▶ _GOAL OF THE EXERCISE_:
Look through the entries below and return all lines including the word "crate".

▶ _PROVIDED RECORDS_:
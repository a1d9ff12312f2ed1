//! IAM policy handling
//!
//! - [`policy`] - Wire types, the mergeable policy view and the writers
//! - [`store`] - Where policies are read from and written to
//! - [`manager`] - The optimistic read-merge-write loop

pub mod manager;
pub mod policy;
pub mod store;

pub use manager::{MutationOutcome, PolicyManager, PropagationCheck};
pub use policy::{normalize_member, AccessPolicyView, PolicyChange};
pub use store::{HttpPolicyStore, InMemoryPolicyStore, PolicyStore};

==

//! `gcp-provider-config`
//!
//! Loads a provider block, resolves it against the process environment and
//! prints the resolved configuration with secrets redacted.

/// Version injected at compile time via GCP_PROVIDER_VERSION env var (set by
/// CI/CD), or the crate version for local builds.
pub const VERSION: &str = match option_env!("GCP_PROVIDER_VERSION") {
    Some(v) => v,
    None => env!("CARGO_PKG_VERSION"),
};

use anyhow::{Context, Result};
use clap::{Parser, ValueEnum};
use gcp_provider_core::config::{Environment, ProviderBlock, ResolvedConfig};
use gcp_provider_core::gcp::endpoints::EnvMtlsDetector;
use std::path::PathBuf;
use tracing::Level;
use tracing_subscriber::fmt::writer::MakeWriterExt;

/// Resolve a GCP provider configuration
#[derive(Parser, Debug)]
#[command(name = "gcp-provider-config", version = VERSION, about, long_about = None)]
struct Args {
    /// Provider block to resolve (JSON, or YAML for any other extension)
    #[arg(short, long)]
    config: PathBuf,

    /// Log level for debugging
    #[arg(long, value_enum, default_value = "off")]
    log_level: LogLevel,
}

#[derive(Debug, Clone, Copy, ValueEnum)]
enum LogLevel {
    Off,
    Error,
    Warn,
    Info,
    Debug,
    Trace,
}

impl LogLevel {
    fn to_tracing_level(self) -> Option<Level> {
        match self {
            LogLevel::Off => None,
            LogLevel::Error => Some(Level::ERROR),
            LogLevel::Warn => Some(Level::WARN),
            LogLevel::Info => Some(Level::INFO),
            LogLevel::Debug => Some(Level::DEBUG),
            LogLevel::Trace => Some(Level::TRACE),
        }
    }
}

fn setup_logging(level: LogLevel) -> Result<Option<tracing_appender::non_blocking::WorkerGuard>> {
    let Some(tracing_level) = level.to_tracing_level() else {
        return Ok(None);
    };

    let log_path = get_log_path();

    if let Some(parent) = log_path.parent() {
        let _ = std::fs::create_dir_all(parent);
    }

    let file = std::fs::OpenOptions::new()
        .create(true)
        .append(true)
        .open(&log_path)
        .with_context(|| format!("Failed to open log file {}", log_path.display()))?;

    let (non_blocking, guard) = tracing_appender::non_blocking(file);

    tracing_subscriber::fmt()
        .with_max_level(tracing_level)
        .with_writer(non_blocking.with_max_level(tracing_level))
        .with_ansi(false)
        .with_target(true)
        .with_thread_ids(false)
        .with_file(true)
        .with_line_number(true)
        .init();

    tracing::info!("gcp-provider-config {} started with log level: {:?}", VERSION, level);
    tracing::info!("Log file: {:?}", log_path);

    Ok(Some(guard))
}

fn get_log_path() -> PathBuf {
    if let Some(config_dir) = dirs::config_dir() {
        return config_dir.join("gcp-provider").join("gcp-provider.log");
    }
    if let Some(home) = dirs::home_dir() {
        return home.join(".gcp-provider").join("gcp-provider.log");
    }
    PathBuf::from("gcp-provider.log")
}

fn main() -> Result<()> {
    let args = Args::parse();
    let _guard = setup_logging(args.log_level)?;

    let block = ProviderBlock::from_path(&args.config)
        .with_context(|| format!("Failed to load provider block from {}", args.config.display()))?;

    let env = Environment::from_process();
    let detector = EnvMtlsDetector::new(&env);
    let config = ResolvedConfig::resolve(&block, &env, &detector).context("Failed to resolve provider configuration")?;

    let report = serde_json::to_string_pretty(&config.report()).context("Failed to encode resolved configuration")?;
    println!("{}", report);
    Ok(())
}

---

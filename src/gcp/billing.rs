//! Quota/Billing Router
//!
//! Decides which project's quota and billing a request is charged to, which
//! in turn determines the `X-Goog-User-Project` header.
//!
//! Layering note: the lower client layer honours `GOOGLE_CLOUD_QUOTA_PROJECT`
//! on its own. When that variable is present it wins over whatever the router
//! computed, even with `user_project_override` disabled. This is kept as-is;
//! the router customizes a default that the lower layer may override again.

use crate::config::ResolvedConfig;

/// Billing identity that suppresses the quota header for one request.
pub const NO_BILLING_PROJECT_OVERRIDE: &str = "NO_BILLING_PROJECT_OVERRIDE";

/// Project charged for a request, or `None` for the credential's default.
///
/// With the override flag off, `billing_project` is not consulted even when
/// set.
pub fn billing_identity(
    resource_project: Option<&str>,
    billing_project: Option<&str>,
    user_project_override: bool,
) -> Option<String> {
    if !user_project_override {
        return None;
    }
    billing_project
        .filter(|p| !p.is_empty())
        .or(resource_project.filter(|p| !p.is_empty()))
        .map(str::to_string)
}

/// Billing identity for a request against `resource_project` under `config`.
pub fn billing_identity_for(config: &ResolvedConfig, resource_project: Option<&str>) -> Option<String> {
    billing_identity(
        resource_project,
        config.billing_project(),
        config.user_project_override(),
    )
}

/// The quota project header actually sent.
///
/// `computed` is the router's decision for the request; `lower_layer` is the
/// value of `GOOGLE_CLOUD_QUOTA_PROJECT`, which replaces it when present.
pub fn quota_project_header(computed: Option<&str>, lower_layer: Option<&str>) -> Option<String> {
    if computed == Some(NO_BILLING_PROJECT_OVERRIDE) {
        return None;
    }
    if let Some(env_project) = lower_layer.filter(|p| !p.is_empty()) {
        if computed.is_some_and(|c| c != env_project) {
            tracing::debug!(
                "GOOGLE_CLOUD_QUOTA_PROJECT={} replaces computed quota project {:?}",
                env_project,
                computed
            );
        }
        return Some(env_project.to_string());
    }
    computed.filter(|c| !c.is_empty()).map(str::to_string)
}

▶ _WRITTEN ANSWER_:
/// CI/CD), or the crate version for local builds.
use crate::config::ResolvedConfig;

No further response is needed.